What if you couldn’t fact check the investment data you wanted to buy, but the data was verified by a cryptographically proven, immutable blockchain?
Would you still pay?
One major bank that is solely responsible for managing an estimated 11% of all the world’s financial assets is exploring just such a possibility.
Following a State Street report published last week on the long-term value of blockchain and other technologies, the bank’s executive vice president of global exchange, Lou Maiuri, elaborated on how his group is experimenting with new ways to capitalize on blockchain tech.
In conversation with CoinDesk, Maiuri explained how combining artificial intelligence and blockchain could lead to new revenue streams derived from valuable client data.
He said:
“Anyone who’s not looking at these pools of data will be arbitraged, will lose out.”
For example, instead of the “labor intensive” process of receiving permission from the bank’s clients to physically take possession their transaction data to create current indices, an algorithm could be designed to seek out patterns in the data, yet maintaining privacy with the blockchain’s cryptographic barrier.
While the data itself would remain secure, the trends behind it could be sold.
“You, in theory, can now put all that data on a blockchain,” Maiuri said. “I can never take possession of it, but I can ask questions of the data.”
According to Maiuri, his group is currently exploring how an index might be built using data from State Street clients that is broken down by sector, country, client type and global movement of funds – all without revealing the clients’ identity or even what holdings they own.
In practice, such an index would, say, let clients search out the percentage of mutual funds or other assets being bought and sold in a particular geographic location compared to other investment opportunities or other regions.
Already, State Street has compiled a series of bench marks and indices that it sells to clients, including the State Street Investor Confidence Index, the GX Private Equity Index and the Liquid Private Equity Investable Index.
While a blockchain-based index would still likely require client permission, it would be faster and more affordable to create than the existing method, he said, adding:
“I don’t see what [the data] is, I don’t have the holdings. That to me is a very interesting way we can create new data sets and help clients monetize, or help your shareholders monetize it.”
However, in the current way most people imagine blockchain data, those investment decisions would be restricted to structured data such as transactions records, typically associated with distributed ledgers.
To bring more advanced analysis to investment decisions, State Street is also exploring how to bridge blockchain with textual data revealing how people actually feel about corporate stocks or other investment opportunities.
For the past several months, the bank has been scouring online data to learn how the world feels about its clients’ investments.
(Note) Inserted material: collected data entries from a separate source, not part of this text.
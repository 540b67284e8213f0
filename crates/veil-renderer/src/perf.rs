//! Frame pacing statistics for the periodic FPS log line.

use std::collections::VecDeque;
use std::time::{Duration, Instant};

const WINDOW: usize = 120;
const REPORT_INTERVAL: Duration = Duration::from_secs(5);

/// Rolling window of frame intervals plus the clock that animates the scene.
pub struct FrameClock {
    started: Instant,
    last_frame: Instant,
    last_report: Instant,
    intervals: VecDeque<Duration>,
}

impl FrameClock {
    pub fn new() -> Self {
        Self::starting_at(Instant::now())
    }

    pub fn starting_at(now: Instant) -> Self {
        Self {
            started: now,
            last_frame: now,
            last_report: now,
            intervals: VecDeque::with_capacity(WINDOW),
        }
    }

    /// Record a frame at `now`; returns seconds since start.
    pub fn tick(&mut self, now: Instant) -> f32 {
        let interval = now.saturating_duration_since(self.last_frame);
        self.last_frame = now;
        if self.intervals.len() == WINDOW {
            self.intervals.pop_front();
        }
        self.intervals.push_back(interval);
        now.saturating_duration_since(self.started).as_secs_f32()
    }

    pub fn fps(&self) -> f64 {
        let total: f64 = self.intervals.iter().map(Duration::as_secs_f64).sum();
        if total <= 0.0 {
            return 0.0;
        }
        self.intervals.len() as f64 / total
    }

    /// Mean frame time in milliseconds.
    pub fn frame_time_ms(&self) -> f64 {
        if self.intervals.is_empty() {
            return 0.0;
        }
        let total: f64 = self.intervals.iter().map(Duration::as_secs_f64).sum();
        total / self.intervals.len() as f64 * 1000.0
    }

    pub fn sample_count(&self) -> usize {
        self.intervals.len()
    }

    /// True once per report interval.
    pub fn should_report(&mut self, now: Instant) -> bool {
        if now.saturating_duration_since(self.last_report) < REPORT_INTERVAL {
            return false;
        }
        self.last_report = now;
        true
    }
}

impl Default for FrameClock {
    fn default() -> Self {
        Self::new()
    }
}

#[cfg(test)]
mod tests {
    use super::*;

    #[test]
    fn empty_clock_reports_zero() {
        let clock = FrameClock::new();
        assert_eq!(clock.fps(), 0.0);
        assert_eq!(clock.frame_time_ms(), 0.0);
    }

    #[test]
    fn steady_sixty_hz() {
        let start = Instant::now();
        let mut clock = FrameClock::starting_at(start);
        let step = Duration::from_micros(16_667);
        let mut elapsed = 0.0;
        for frame in 1..=60 {
            elapsed = clock.tick(start + step * frame);
        }
        assert!((clock.fps() - 60.0).abs() < 0.1);
        assert!((clock.frame_time_ms() - 16.667).abs() < 0.01);
        assert!((elapsed - 1.0).abs() < 0.001);
    }

    #[test]
    fn window_is_bounded() {
        let start = Instant::now();
        let mut clock = FrameClock::starting_at(start);
        for frame in 1..=300 {
            clock.tick(start + Duration::from_millis(frame));
        }
        assert_eq!(clock.sample_count(), WINDOW);
    }

    #[test]
    fn reports_once_per_interval() {
        let start = Instant::now();
        let mut clock = FrameClock::starting_at(start);
        assert!(!clock.should_report(start + Duration::from_secs(1)));
        assert!(clock.should_report(start + Duration::from_secs(5)));
        assert!(!clock.should_report(start + Duration::from_secs(6)));
        assert!(clock.should_report(start + Duration::from_secs(10)));
    }
}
Separate from it’s blockchain research, State Street launched a project called MediaStats in September. The initiative harnesses artificial intelligence – or as Maiuri calls it, “augmented” intelligence – to read unstructured data collected from 30,000 curated sources and other Big Data outlets serving up news articles, media reports and other textual information.
By detecting changes in the online attitude towards new and existing companies, State Street is already using the service to provide actionable investment opportunities for its clients.
According to Maiuri, though, it might be possible to provide structure to the sentiment data – as is already being done by a number of firms – and set it into a smart contract along with information such as pricing, valuation and risk characteristics to create new types of investment advice.
For example, say an investor owns several hundred shares in retail stocks in a State Bank holding, he said: “You now have a sentiment signal that’s been an unstructured thing turned into a structured thing.”
As part of its effort to provide long-term value to clients based on a range of technologies, State Street published a report titled “Finance Remained” last week.
Citing data from another report sponsored by State Street, the bank said 64% of wealth and asset managers polled expected their firms to adopt blockchain in the next five years. Further, 50% of firms said they expect to adopt predictive analysis within five years and 49% expect to employ artificial intelligence tech.
State Street isn’t alone in identifying this sweet spot of innovation where blockchain, artificial intelligence and predictive analysis meet. Last April, CoinDesk reported that IBM was conducting related experiments, and just months later the firm opened a new Watson artificial intelligence center aimed specifically at blockchain.
And, in January, the head of State Street’s emerging technology center, which also works with artificial intelligence, told CoinDesk it had 10 blockchain proofs-of-concept in the works.
According to Maiuri, State Street is already using at least one of those applications for internal purposes, and is now looking for other ways to increase revenues, and provide better value for clients, by substituting blockchain for a wide range of intermediaries.
Maiuri concluded:
“We don’t need that third party in the distributed ledger world. This is where I think there can be disruption, or efficiencies brought to the global market trading world.”